Disparity in Wellbeing
Disparities in Wellbeing: A Longitudinal and Life-course Study of Immigrant Children in Norway
Project summary
Many children born of immigrant parents in Norway are overrepresented in official statistics on poverty, social exclusion and crime. They are also more likely to leave school early, have more contacts with the child welfare services, and report more mental health problems. Nevertheless, children of some specific ethnic groups do better on these wellbeing indicators than other ethnic groups, including native Norwegian. For example, Vietnamese children appear to enjoy better mental wellbeing, educational attainment and labour market participation. There are also substantial disparities in well-being within some ethnic groups. There is scant research, however, addressing the underlying causes for such disparities between and within ethnic groups of immigrant children – factors and processes that moderate or mediate such disparities. Wellbeing is shaped by multisystemic processes in individual, social, cultural and ecological contexts. Such systems also shape an individual’s resilience to adapt to significant adversity. Longitudinal studies, which could examine the mechanisms linking wellbeing of immigrant children to such multisystemic processes and resilience from early childhood across the life-course, are scarce. Indeed, most cohort and longitudinal studies systematically exclude immigrant families and children from their samples. Even when such research is available, immigrant children either represent a fraction that is too small from which to draw valid conclusions, or do not contain immigrant-specific information since they were not originally designed for this purpose. This absence of evidence constitutes a major barrier to the development of effective integration and health promoting strategies for the immigrant population in Norway, specifically, and immigrant-receiving societies in general.
The proposed project aims to address these gaps by providing new knowledge about how and why disparities in wellbeing develop among immigrant children from early childhood to adolescence.

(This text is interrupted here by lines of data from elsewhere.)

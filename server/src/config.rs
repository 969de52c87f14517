use anyhow::ensure;
use anyhow::Context;
use std::net::SocketAddr;
use std::path::Path;
use std::path::PathBuf;
use url::Url;

#[derive(Debug, serde::Deserialize)]
pub struct Config {
    #[serde(rename = "bind-address")]
    pub bind_address: SocketAddr,

    #[serde(rename = "public-directory")]
    pub public_directory: PathBuf,

    #[serde(rename = "data-directory")]
    pub data_directory: PathBuf,

    /// Attempt to start playback when a channel is selected.
    #[serde(default = "default_autoplay")]
    pub autoplay: bool,

    /// The preset playlist loaded at startup.
    #[serde(rename = "default-playlist", default)]
    pub default_playlist: Option<String>,

    /// Preset playlists offered to the UI.
    #[serde(rename = "playlist", default)]
    pub playlists: Vec<ConfigPlaylist>,

    #[serde(default)]
    pub logging: ConfigLogging,
}

impl Config {
    /// Load and validate a config.
    pub fn load_path<P>(path: P) -> anyhow::Result<Self>
    where
        P: AsRef<Path>,
    {
        let path = path.as_ref();
        let data = std::fs::read_to_string(path)
            .with_context(|| format!("failed to load config file at \"{}\"", path.display()))?;
        let config: Self = toml::from_str(&data)
            .with_context(|| format!("failed to parse config file at \"{}\"", path.display()))?;

        let public_directory_exists = config.public_directory.try_exists().with_context(|| {
            format!(
                "failed to check if the public directory path \"{}\" exists",
                config.public_directory.display()
            )
        })?;
        ensure!(
            public_directory_exists,
            "the public directory path \"{}\" does not exist",
            config.public_directory.display()
        );

        for playlist in config.playlists.iter() {
            ensure!(
                playlist.url.is_some() != playlist.path.is_some(),
                "playlist \"{}\" must set exactly one of `url` or `path`",
                playlist.name
            );
        }

        if let Some(default_playlist) = config.default_playlist.as_deref() {
            ensure!(
                config
                    .playlists
                    .iter()
                    .any(|playlist| playlist.name == default_playlist),
                "the default playlist \"{default_playlist}\" is not a configured playlist",
            );
        }

        Ok(config)
    }
}

fn default_autoplay() -> bool {
    true
}

/// A preset playlist, sourced from a URL or a local file.
#[derive(Debug, Clone, serde::Deserialize)]
pub struct ConfigPlaylist {
    pub name: String,

    #[serde(default)]
    pub url: Option<Url>,

    #[serde(default)]
    pub path: Option<PathBuf>,
}

#[derive(Debug, Default, serde::Deserialize)]
pub struct ConfigLogging {
    #[serde(rename = "include-headers", default)]
    pub include_headers: bool,

    #[serde(default)]
    pub directives: Vec<String>,
}
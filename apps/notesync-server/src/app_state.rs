use std::sync::Arc;

use notesync_kernel::Kernel;

use crate::config::ServerConfig;

#[derive(Clone)]
pub(crate) struct AppState {
    kernel: Kernel,
    config: Arc<ServerConfig>,
}

impl AppState {
    pub(crate) fn new(kernel: Kernel, config: ServerConfig) -> Self {
        Self {
            kernel,
            config: Arc::new(config),
        }
    }

    pub fn kernel(&self) -> &Kernel {
        &self.kernel
    }

    pub fn config(&self) -> &ServerConfig {
        &self.config
    }
}
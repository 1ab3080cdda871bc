use crate::checks;
use crate::{
    Contract, ContractError, ErrorCode, FieldOutcome, FieldResult, FieldSet, FieldSpec, Lookup,
    Record, RecordError, Repository, UserRow, ValidationError,
};
use serde_json::Value;

#[derive(Debug, Default)]
pub struct AuthScratch {
    user: Option<UserRow>,
}

/// Resolves credentials to a user id.
///
/// Single use: the resolved user feeds the password check, so one instance authenticates
/// exactly one request.
pub struct AuthenticationContract<'a> {
    repo: &'a dyn Repository,
    fields: FieldSet<AuthenticationContract<'a>>,
}

impl<'a> AuthenticationContract<'a> {
    pub fn new(repo: &'a dyn Repository) -> Result<Self, ContractError> {
        let fields = FieldSet::new(
            "authentication",
            vec![
                FieldSpec::new("username", Self::validate_username),
                FieldSpec::new("password", Self::validate_password),
            ],
        )?;
        Ok(Self { repo, fields })
    }

    fn validate_username(&self, scratch: &mut AuthScratch, value: &Value) -> FieldResult {
        let username = checks::expect_str(value).map_err(fail_fast)?;
        match self.repo.find_user_by_username(username)? {
            Lookup::Missing => Err(ValidationError::fail_fast(ErrorCode::DoesNotExist).into()),
            Lookup::Unique(user) => {
                scratch.user = Some(user);
                Ok(FieldOutcome::Pass)
            }
            Lookup::Duplicate(count) => Err(ContractError::Integrity(format!(
                "username {username} matched {count} users"
            ))
            .into()),
        }
    }

    fn validate_password(&self, scratch: &mut AuthScratch, value: &Value) -> FieldResult {
        let password = checks::expect_str(value).map_err(fail_fast)?;
        // No resolved user means username already failed and the record cannot commit.
        let Some(user) = scratch.user.as_ref() else {
            return Ok(FieldOutcome::Pass);
        };
        if self.repo.check_password(user, password) {
            Ok(FieldOutcome::Pass)
        } else {
            Err(ValidationError::fail_fast(ErrorCode::PasswordIncorrect).into())
        }
    }
}

fn fail_fast(mut err: ValidationError) -> ValidationError {
    err.fail_fast = true;
    err
}

impl Contract for AuthenticationContract<'_> {
    type Scratch = AuthScratch;
    type Output = i64;

    fn name(&self) -> &'static str {
        "authentication"
    }

    fn fields(&self) -> &FieldSet<Self> {
        &self.fields
    }

    fn single_use(&self) -> bool {
        true
    }

    fn fail_fast_on_missing(&self) -> bool {
        true
    }

    fn commit(&self, _record: Record, scratch: AuthScratch) -> Result<i64, RecordError> {
        let user = scratch.user.ok_or(ContractError::MissingContext {
            contract: "authentication",
            what: "user",
        })?;
        Ok(user.user_id)
    }
}
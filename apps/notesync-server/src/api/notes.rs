use axum::{
    body::Bytes,
    extract::{Query, State},
    http::{HeaderMap, StatusCode},
    response::{IntoResponse, Response},
    Json,
};
use notesync_contracts::sync::{AuthOutcome, BatchOutcome};
use serde::Deserialize;
use serde_json::{json, Value};
use tracing::{debug, info};

use crate::{auth, responses, AppState};

/// Resolve the caller or produce the 401 response carrying the authentication payload.
async fn authenticated_user(state: &AppState, headers: &HeaderMap) -> Result<i64, Response> {
    let credentials = auth::credentials_from_headers(headers);
    match state.kernel().authenticate_async(credentials).await {
        Ok(AuthOutcome::Authenticated(user_id)) => Ok(user_id),
        Ok(AuthOutcome::Denied(payload)) => {
            Err(responses::payload(StatusCode::UNAUTHORIZED, payload))
        }
        Err(err) => Err(responses::internal_error("authentication", err)),
    }
}

/// POST /notes: push a batch of notes and note contents.
pub async fn notes_push(
    State(state): State<AppState>,
    headers: HeaderMap,
    body: Bytes,
) -> Response {
    let user_id = match authenticated_user(&state, &headers).await {
        Ok(id) => id,
        Err(res) => return res,
    };
    let batch: Value = match serde_json::from_slice(&body) {
        Ok(v) => v,
        Err(err) => {
            debug!(user_id, %err, "push body is not JSON");
            return responses::problem(
                StatusCode::BAD_REQUEST,
                "Bad Request",
                format!("request body is not valid JSON: {err}"),
            );
        }
    };
    match state.kernel().process_batch_async(user_id, batch).await {
        Ok(BatchOutcome::Malformed(payload)) => {
            responses::payload(StatusCode::BAD_REQUEST, payload)
        }
        Ok(BatchOutcome::Processed(report)) if report.is_complete() => {
            responses::payload(StatusCode::OK, json!({}))
        }
        Ok(BatchOutcome::Processed(report)) => {
            info!(user_id, failed = report.failed(), "partial sync");
            responses::payload(StatusCode::ACCEPTED, report.to_response())
        }
        Err(err) => responses::internal_error("sync", err),
    }
}

#[derive(Debug, Deserialize)]
pub struct PullQuery {
    /// Epoch seconds; only rows strictly newer are returned.
    pub after: Option<i64>,
}

/// GET /notes: everything the caller owns, optionally since `after`.
pub async fn notes_pull(
    State(state): State<AppState>,
    headers: HeaderMap,
    Query(q): Query<PullQuery>,
) -> Response {
    let user_id = match authenticated_user(&state, &headers).await {
        Ok(id) => id,
        Err(res) => return res,
    };
    match state.kernel().snapshot_async(user_id, q.after).await {
        Ok(snapshot) => Json(snapshot).into_response(),
        Err(err) => responses::internal_error("pull", err),
    }
}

By using novel causal modelling techniques, we examine (a) heterogeneity in disparities of wellbeing between and within ethnic groups of immigrant children; (b) how social, cultural and spatial processes, and resilience that emerge in interaction with each other, influence disparities in wellbeing (c) how gender moderates inequalities in the wellbeing of immigrant children.
The project is the first longitudinal study of immigrant children and their parents/caregivers spanning from early childhood to adolescence and which combines both qualitative (interviews, participatory observation, and video/photo- diaries) and quantitative research designs (survey and register data). We use newly developed causal modelling techniques, combining approaches from epidemiology, psychometrics, and econometrics to examine complex dynamic mechanisms influencing wellbeing.
The project includes highly qualified national and international researchers in the fields of public health, psychology, psychiatry, nursing, sociology, and economics, thereby providing an excellent research environment for this interdisciplinary collaboration. A user perspective is established by collaborating with municipalities, and immigrant and religious organizations.
- This project has received strategic funding in 2020 (700,000 NOK) from OsloMet for piloting and project development activities.
- Ethical applications are submitted in 2020/21.
- OsloMet has provided funding to one PhD fellow for 4 years (2022-26), and additional grant proposals will be submitted to the Norwegian Research Council.